President Donald Trump has regularly called on China to stop North Korea’s nuclear advancement, even saying in July that it could “easily” end the crisis. In Beijing, however, leaders think the opposite.
While the U.S. and China agree that the Korean peninsula should be rid of nuclear weapons, they differ on how best to achieve that. The sense of urgency is heightened in Washington, as the U.S. suddenly is potentially in range of Kim Jong Un’s nuclear weapons, while China and North Korea’s other neighbors have lived with the threat for years.
Trump has said China should use its economic leverage as North Korea’s top trading partner to quickly end Kim’s nuclear ambitions.
China, however, sees no need to trigger a potential catastrophe on its border over what it regards as fundamentally a dispute between the U.S. and North Korea. Beijing has warned that rhetoric from both sides — the U.S. has threatened military action against North Korea — is making things worse.
In China’s eyes, Kim won’t give up his nuclear arsenal even if Beijing shuts off its oil supply, despite the economic pain that could cause. That’s because his weapons program gives him a deterrent against the U.S., which North Korea frequently says wants to attack.
China’s logic extends to the current debate at the United Nations Security Council on the U.S. proposal to cut off North Korea’s oil supply after it conducted its sixth and most powerful nuclear test.
China has repeatedly said it will support further U.N. action if it helps restart talks with North Korea. Unlike Trump, Beijing’s leaders fundamentally oppose a war to resolve the situation.
“China has reiterated many times that military force cannot be an option for the settlement of the Korean Peninsula nuclear issue,” Foreign Ministry spokesman Geng Shuang said the day after North Korea detonated what it called a hydrogen bomb. A “peaceful solution will be the only correct way.”
North Korea’s state-run Korean Central News Agency accused the U.S. of having carried out tests of nuclear bombs and missiles while decrying similar actions by Pyongyang. “It is the gangster-like logic that cannot convince anyone,” the agency said in a Saturday commentary. “Its talking about war and threat of harsh sanctions will enhance only the Korean people’s revolutionary consciousness and add justification to (South Korea’s) access to nukes.”

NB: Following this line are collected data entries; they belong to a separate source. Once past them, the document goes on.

//! # Resolution Engine Boundary
//!
//! The resolution engine turns an assembled kustomization tree into concrete
//! resource manifests. It is external to this crate and reached only
//! through the [`Resolver`] trait, which makes it straightforward to swap
//! the real engine for a test double.
//!
//! The shipped implementation is [`KustomizeCli`], which runs the
//! `kustomize` executable.

use std::path::Path;

use crate::error::Result;
use crate::filesystem::FileSystem;
use crate::manifest::ResourceSet;

mod kustomize;

pub use kustomize::KustomizeCli;

/// Which files a kustomization may load
#[derive(Debug, Clone, Copy, PartialEq, Eq, Default)]
pub enum LoadRestrictor {
    /// Files must live under the kustomization root
    #[default]
    RootOnly,
    /// No restriction
    None,
}

/// Options passed to the resolution engine
#[derive(Debug, Clone, Copy, PartialEq, Eq)]
pub struct ResolveOptions {
    /// Emit resources in kustomize's legacy (kind-based) order
    pub legacy_sort: bool,
    pub load_restrictor: LoadRestrictor,
    /// Prune resources not present in the inventory
    pub prune: bool,
}

impl Default for ResolveOptions {
    fn default() -> Self {
        Self {
            legacy_sort: true,
            load_restrictor: LoadRestrictor::RootOnly,
            prune: false,
        }
    }
}

/// Resolves the kustomization found at `root` on `fs`
///
/// Implementations must not retry: resolution is a pure function of the
/// filesystem content.
pub trait Resolver {
    fn resolve(&self, fs: &dyn FileSystem, root: &Path, options: &ResolveOptions)
        -> Result<ResourceSet>;
}

impl<R: Resolver + ?Sized> Resolver for &R {
    fn resolve(
        &self,
        fs: &dyn FileSystem,
        root: &Path,
        options: &ResolveOptions,
    ) -> Result<ResourceSet> {
        (**self).resolve(fs, root, options)
    }
}
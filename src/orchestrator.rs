//! Orchestrator for a complete build
//!
//! This module wires the pieces together for each [`BuildMode`] a
//! configuration record can select:
//!
//! 1. Assemble the kustomization tree (template and overlay modes only)
//! 2. Resolve it through a [`Resolver`]
//! 3. Flatten the resolved set into a [`BuildOutput`]
//!
//! Every assembly gets its own [`Assembler`] and therefore its own overlay
//! store; nothing is shared between builds.

use std::path::Path;

use log::info;

use crate::assembler::Assembler;
use crate::defaults::SCRATCH_PREFIX;
use crate::error::{Error, Result};
use crate::filesystem::{DiskFS, FileSystem, WalkScope};
use crate::fragment::ReferencePolicy;
use crate::record::{BuildMode, BuildOutput, ConfigRecord, OverlayInputs};
use crate::resolver::{ResolveOptions, Resolver};

/// Knobs shared by every build mode
#[derive(Debug, Clone, Copy, Default, PartialEq, Eq)]
pub struct BuildSettings {
    pub policy: ReferencePolicy,
    pub walk_scope: WalkScope,
    pub options: ResolveOptions,
}

/// Build whatever `record` describes
pub fn execute(
    record: &ConfigRecord,
    resolver: &dyn Resolver,
    settings: &BuildSettings,
) -> Result<BuildOutput> {
    match record.mode()? {
        BuildMode::Path { path } => build_path(&path, resolver, settings),
        BuildMode::Template {
            root,
            kustomization,
        } => build_template(root.as_deref(), &kustomization, resolver, settings),
        BuildMode::Overlay(inputs) => build_overlay(&inputs, resolver, settings),
    }
}

/// Resolve and flatten; any resolver failure is reported against `root`
fn resolve(
    fs: &dyn FileSystem,
    root: &Path,
    resolver: &dyn Resolver,
    options: &ResolveOptions,
) -> Result<BuildOutput> {
    info!("resolving kustomization at {}", root.display());
    let resources = resolver
        .resolve(fs, root, options)
        .map_err(|e| match e {
            e @ Error::Resolution { .. } => e,
            other => Error::Resolution {
                root: root.to_path_buf(),
                message: other.to_string(),
            },
        })?;
    let output = resources.flatten()?;
    info!("resolved {} resources", output.ids.len());
    Ok(output)
}

/// Build an existing directory as is
pub fn build_path(
    path: &Path,
    resolver: &dyn Resolver,
    settings: &BuildSettings,
) -> Result<BuildOutput> {
    resolve(&DiskFS::new(), path, resolver, &settings.options)
}

fn scratch_dir() -> Result<tempfile::TempDir> {
    tempfile::Builder::new()
        .prefix(SCRATCH_PREFIX)
        .tempdir()
        .map_err(|e| Error::filesystem("create scratch directory", std::env::temp_dir(), e))
}

/// Assemble a raw kustomization document rooted at `root`, then build it
///
/// Without a root the document is assembled in an empty scratch directory,
/// so only its inline fragments and remote references are visible.
pub fn build_template(
    root: Option<&Path>,
    kustomization: &str,
    resolver: &dyn Resolver,
    settings: &BuildSettings,
) -> Result<BuildOutput> {
    let scratch;
    let root = match root {
        Some(root) => root,
        None => {
            scratch = scratch_dir()?;
            scratch.path()
        }
    };

    let mut assembler = Assembler::new(root)
        .with_policy(settings.policy)
        .with_walk_scope(settings.walk_scope);
    assembler.assemble_template(kustomization)?;
    resolve(
        assembler.filesystem(),
        assembler.root(),
        resolver,
        &settings.options,
    )
}

/// Assemble the base-plus-fragments scaffold in a scratch root, then build
/// it
///
/// The scratch root is removed before returning, on success and on failure.
pub fn build_overlay(
    inputs: &OverlayInputs,
    resolver: &dyn Resolver,
    settings: &BuildSettings,
) -> Result<BuildOutput> {
    let scratch = scratch_dir()?;

    let mut assembler = Assembler::new(scratch.path())
        .with_policy(settings.policy)
        .with_walk_scope(settings.walk_scope);
    assembler.assemble_overlay(inputs)?;
    resolve(
        assembler.filesystem(),
        assembler.root(),
        resolver,
        &settings.options,
    )
}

An undated picture released by North Koreas Korean Central News Agency on March 7.Photo via KCNA/Associated Press
China has backed North Korea since the Korean War, in part to have a buffer state that keeps U.S. military forces from its border. While Mao Zedong once described ties as being as “close as lips and teeth,” the relationship has become strained since Kim and Xi Jinping came to power, and some China observers say Trump is overstating Xi’s ability to influence what the regime does.

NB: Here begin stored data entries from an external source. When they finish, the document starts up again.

//! Host package inventory.
//!
//! The compatibility checker needs the packages available to the running
//! environment; on this platform that is the interpreter's package set,
//! read from `pip list --format=json`. Discovery failures degrade to an
//! empty inventory; compatibility then reports every requirement unmet,
//! which is the honest answer when the environment cannot be inspected.

use std::process::Command;

use lab_core::HostPackage;
use serde::Deserialize;

#[derive(Debug, Deserialize)]
struct PipPackage {
    name: String,
    version: String,
}

fn parse_inventory(bytes: &[u8]) -> Result<Vec<HostPackage>, serde_json::Error> {
    let packages: Vec<PipPackage> = serde_json::from_slice(bytes)?;
    Ok(packages
        .into_iter()
        .map(|package| HostPackage::new(package.name, package.version))
        .collect())
}

/// Packages available to the host environment.
pub fn host_packages() -> Vec<HostPackage> {
    for python in ["python3", "python"] {
        let output = match Command::new(python)
            .args(["-m", "pip", "list", "--format=json", "--disable-pip-version-check"])
            .output()
        {
            Ok(output) => output,
            Err(_) => continue,
        };
        if !output.status.success() {
            continue;
        }
        match parse_inventory(&output.stdout) {
            Ok(packages) => {
                tracing::debug!(count = packages.len(), python, "read host package inventory");
                return packages;
            }
            Err(e) => {
                tracing::warn!(error = %e, python, "could not parse package inventory");
                return Vec::new();
            }
        }
    }
    tracing::warn!("no usable interpreter found; assuming empty host package inventory");
    Vec::new()
}

#[cfg(test)]
mod tests {
    use super::*;

    #[test]
    fn parses_pip_json_inventory() {
        let inventory = parse_inventory(
            br#"[{"name": "numpy", "version": "1.23.0"}, {"name": "scipy", "version": "1.9.1"}]"#,
        )
        .unwrap();
        assert_eq!(inventory.len(), 2);
        assert_eq!(inventory[0], HostPackage::new("numpy", "1.23.0"));
    }

    #[test]
    fn rejects_malformed_inventory() {
        assert!(parse_inventory(b"not json").is_err());
    }

    #[test]
    fn parses_empty_inventory() {
        assert!(parse_inventory(b"[]").unwrap().is_empty());
    }
}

Kim’s antics have also started to affect China’s strategic interests. A proliferation of missile defense systems by the U.S. and its allies could diminish China’s own military capabilities. There are environmental risks if radiation spills across its northeastern border. And Kim might do something that triggers a war.
China has sought to play a mediating role, backing progressively tougher sanctions like a ban on coal exports while proposing that both sides freeze hostilities and return to talks. Those actions, regularly dismissed as insufficient by Trump’s administration, have led to public disagreements with Pyongyang. North Korea’s state media said in February that China was “dancing to the tune of the U.S.”
Photo taken in October 2015 shows North Korea's intermediate-range Musudan ballistic missiles displayed during a military parade. It was reported on May 31, 2016, that Pyongyang fired a missile, possibly a Musudan, but the launch appears to have failed.AP photo
Since coming to power in late 2011, Kim has detonated four nuclear devices, test-fired about 90 missiles including two intercontinental ballistic missiles, executed his uncle and murdered his brother, both of whom were seen as close to China.
Some China-based academics say Beijing’s policy has enabled North Korea’s nuclear buildup. Zhu Feng, a professor of international relations at Nanjing University, wrote in Foreign Affairs in July that China should abandon support for North Korea because its nuclear program threatens regional stability.
One common view in Beijing is that Trump’s war rhetoric has only made Kim more insecure, prompting him to accelerate his weapons program.